» **TASK DIRECTIONS**:
Search the records for the string "Summary", and show each line where it appears.

[Data extracted from a collection]
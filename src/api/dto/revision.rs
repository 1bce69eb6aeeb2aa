//! DTO for `GET /v2/revision-session`.

use serde::Serialize;

use crate::api::dto::collection::Resource;
use crate::api::dto::subject::SubjectData;

/// A random subject to revise, tagged with the caller's username.
#[derive(Debug, Serialize)]
pub struct RevisionSessionResponse {
    pub user: String,
    pub subject: Resource<SubjectData>,
}
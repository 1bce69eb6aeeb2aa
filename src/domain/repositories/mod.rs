//! Repository trait definitions for the domain layer.
//!
//! These traits abstract data access following the Repository pattern. The
//! provider keeps all state in memory, so the concrete implementations live in
//! `crate::infrastructure::memory` and are owned by the provider state rather
//! than held in globals.
//!
//! # Available Repositories
//!
//! - [`UserRepository`] - Account storage
//! - [`TokenRepository`] - Issued bearer tokens
//! - [`CatalogRepository`] - Subjects and assignments
//!
//! Mock implementations are generated via `mockall` for unit tests.

pub mod catalog_repository;
pub mod token_repository;
pub mod user_repository;

pub use catalog_repository::CatalogRepository;
pub use token_repository::TokenRepository;
pub use user_repository::UserRepository;

#[cfg(test)]
pub use catalog_repository::MockCatalogRepository;
#[cfg(test)]
pub use token_repository::MockTokenRepository;
#[cfg(test)]
pub use user_repository::MockUserRepository;
//! Core domain entities.
//!
//! # Entity Types
//!
//! - [`Subject`] - A reference learning item (kanji or vocabulary)
//! - [`Assignment`] - A user's progress against a subject
//! - [`ReviewBlock`] / [`Summary`] - The upcoming review schedule
//! - [`User`] - A provider account
//!
//! Entities are plain data; behaviour lives in the application services.

pub mod assignment;
pub mod review;
pub mod subject;
pub mod user;

pub use assignment::{Assignment, MAX_SRS_STAGE};
pub use review::{ReviewBlock, Summary};
pub use subject::{Subject, SubjectKind};
pub use user::{NewUser, User};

» **ANSWER**:
//! - [`ReviewBlock`] / [`Summary`] - The upcoming review schedule
pub use review::{ReviewBlock, Summary};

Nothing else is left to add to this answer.